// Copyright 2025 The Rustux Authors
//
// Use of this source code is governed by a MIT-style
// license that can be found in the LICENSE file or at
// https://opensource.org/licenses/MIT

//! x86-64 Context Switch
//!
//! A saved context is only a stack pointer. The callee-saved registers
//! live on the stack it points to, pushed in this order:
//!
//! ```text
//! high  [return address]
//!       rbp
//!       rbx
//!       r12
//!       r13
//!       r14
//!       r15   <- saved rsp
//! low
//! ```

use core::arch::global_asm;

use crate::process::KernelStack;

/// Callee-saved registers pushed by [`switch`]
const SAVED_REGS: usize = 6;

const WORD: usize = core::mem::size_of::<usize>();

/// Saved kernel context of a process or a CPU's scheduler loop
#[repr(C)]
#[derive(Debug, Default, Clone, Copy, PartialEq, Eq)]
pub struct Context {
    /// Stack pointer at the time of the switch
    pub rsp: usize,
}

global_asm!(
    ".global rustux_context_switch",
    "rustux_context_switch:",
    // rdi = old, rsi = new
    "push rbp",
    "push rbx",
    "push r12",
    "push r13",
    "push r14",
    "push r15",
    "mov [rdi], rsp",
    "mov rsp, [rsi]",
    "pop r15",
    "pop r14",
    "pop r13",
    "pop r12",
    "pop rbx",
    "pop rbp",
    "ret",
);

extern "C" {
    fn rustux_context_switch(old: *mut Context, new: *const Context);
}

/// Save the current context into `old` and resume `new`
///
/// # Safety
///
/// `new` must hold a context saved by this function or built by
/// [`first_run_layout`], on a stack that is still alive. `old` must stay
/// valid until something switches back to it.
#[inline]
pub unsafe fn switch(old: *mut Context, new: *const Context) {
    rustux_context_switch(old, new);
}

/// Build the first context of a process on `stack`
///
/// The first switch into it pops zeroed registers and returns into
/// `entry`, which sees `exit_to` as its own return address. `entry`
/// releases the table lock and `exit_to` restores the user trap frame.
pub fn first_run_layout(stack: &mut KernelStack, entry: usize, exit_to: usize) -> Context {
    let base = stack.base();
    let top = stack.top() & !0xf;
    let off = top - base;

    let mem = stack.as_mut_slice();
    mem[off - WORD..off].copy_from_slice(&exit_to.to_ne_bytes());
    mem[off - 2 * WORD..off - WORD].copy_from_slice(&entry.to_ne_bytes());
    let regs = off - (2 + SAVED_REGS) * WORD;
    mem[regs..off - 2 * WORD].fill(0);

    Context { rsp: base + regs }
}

********************

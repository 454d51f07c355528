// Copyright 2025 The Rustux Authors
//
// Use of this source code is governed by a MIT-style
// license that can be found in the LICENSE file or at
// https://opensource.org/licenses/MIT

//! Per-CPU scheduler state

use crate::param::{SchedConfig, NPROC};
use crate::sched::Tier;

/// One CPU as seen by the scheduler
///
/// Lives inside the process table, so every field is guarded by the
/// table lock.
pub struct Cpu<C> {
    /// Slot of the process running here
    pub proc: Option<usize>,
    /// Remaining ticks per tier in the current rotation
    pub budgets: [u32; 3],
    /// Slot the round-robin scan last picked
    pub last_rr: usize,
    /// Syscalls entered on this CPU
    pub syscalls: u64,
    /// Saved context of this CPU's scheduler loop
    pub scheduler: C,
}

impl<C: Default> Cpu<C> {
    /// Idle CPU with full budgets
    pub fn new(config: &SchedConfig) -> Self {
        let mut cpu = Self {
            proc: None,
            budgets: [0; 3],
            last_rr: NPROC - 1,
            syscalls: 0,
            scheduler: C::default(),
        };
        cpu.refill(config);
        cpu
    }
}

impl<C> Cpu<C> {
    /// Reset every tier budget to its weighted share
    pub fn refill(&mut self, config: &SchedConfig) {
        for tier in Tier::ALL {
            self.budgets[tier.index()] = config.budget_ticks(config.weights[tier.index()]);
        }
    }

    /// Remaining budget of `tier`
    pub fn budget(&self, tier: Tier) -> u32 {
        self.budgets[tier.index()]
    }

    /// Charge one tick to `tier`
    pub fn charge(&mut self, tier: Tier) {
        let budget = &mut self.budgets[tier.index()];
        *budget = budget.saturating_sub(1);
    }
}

********************

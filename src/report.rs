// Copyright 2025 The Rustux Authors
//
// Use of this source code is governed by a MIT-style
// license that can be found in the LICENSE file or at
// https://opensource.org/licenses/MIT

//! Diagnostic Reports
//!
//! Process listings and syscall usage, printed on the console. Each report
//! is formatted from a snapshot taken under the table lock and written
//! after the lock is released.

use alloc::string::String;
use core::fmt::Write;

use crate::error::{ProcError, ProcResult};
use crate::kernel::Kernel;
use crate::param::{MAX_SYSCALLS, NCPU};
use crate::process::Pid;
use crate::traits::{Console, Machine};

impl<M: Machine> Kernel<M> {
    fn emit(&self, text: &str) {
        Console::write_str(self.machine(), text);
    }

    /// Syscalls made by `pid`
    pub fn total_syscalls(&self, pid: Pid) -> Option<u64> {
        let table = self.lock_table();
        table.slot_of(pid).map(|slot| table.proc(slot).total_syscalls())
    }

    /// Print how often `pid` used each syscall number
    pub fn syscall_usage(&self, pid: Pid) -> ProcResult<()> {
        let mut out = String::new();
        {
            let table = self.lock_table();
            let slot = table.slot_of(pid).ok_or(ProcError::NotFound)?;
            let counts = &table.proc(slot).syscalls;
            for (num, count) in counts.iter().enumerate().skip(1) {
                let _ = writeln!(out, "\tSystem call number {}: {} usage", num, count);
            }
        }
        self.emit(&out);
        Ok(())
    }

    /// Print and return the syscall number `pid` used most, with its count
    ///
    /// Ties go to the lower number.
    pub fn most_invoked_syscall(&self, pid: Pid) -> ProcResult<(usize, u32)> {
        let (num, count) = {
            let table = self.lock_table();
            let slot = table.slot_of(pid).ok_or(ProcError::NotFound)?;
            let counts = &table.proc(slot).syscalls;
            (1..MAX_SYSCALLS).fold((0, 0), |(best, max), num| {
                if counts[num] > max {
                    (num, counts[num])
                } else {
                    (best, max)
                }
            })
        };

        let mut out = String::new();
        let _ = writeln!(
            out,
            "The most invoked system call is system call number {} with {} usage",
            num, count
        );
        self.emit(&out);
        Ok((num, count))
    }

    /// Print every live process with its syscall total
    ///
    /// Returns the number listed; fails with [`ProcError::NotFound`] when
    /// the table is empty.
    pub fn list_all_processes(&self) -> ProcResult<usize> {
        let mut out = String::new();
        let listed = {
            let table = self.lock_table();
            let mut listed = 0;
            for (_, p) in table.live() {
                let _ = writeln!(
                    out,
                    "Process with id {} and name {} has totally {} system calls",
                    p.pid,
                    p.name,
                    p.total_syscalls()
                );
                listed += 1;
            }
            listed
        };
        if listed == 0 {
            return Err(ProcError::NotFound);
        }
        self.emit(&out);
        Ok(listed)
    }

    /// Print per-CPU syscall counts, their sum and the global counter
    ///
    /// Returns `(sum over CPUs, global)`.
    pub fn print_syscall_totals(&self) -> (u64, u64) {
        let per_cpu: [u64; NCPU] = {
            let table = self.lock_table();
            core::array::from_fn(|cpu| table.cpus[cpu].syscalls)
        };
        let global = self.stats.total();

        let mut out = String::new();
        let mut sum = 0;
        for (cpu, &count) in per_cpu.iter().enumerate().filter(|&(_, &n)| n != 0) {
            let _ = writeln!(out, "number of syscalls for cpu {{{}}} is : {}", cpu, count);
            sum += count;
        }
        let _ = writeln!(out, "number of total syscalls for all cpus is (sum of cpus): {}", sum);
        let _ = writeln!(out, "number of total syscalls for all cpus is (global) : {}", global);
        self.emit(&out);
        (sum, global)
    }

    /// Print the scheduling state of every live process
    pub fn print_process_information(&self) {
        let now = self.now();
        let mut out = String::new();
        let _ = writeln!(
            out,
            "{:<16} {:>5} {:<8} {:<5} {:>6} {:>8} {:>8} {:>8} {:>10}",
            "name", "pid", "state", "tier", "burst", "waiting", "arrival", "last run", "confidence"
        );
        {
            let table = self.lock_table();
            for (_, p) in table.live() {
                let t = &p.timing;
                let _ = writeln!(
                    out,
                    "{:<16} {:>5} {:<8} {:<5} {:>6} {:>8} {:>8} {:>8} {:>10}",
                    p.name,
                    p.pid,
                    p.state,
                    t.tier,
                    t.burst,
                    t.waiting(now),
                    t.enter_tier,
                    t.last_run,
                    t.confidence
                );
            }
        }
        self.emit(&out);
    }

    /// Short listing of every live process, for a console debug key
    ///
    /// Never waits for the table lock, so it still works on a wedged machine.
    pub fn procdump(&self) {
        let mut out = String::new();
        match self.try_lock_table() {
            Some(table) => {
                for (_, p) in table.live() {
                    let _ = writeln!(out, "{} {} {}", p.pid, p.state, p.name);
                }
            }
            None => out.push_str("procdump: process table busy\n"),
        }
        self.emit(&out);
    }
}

********************

→ Work task
Copy out each line of the data above, exactly, if it lies between the line holding "of the switch" and the line holding "pub fn first_run_layout(stack: &mut", inclusive; copy no other line.

→ Response
    /// Stack pointer at the time of the switch
    pub rsp: usize,
}

global_asm!(
    ".global rustux_context_switch",
    "rustux_context_switch:",
    // rdi = old, rsi = new
    "push rbp",
    "push rbx",
    "push r12",
    "push r13",
    "push r14",
    "push r15",
    "mov [rdi], rsp",
    "mov rsp, [rsi]",
    "pop r15",
    "pop r14",
    "pop r13",
    "pop r12",
    "pop rbx",
    "pop rbp",
    "ret",
);

extern "C" {
    fn rustux_context_switch(old: *mut Context, new: *const Context);
}

/// Save the current context into `old` and resume `new`
///
/// # Safety
///
/// `new` must hold a context saved by this function or built by
/// [`first_run_layout`], on a stack that is still alive. `old` must stay
/// valid until something switches back to it.
#[inline]
pub unsafe fn switch(old: *mut Context, new: *const Context) {
    rustux_context_switch(old, new);
}

/// Build the first context of a process on `stack`
///
/// The first switch into it pops zeroed registers and returns into
/// `entry`, which sees `exit_to` as its own return address. `entry`
/// releases the table lock and `exit_to` restores the user trap frame.
pub fn first_run_layout(stack: &mut KernelStack, entry: usize, exit_to: usize) -> Context {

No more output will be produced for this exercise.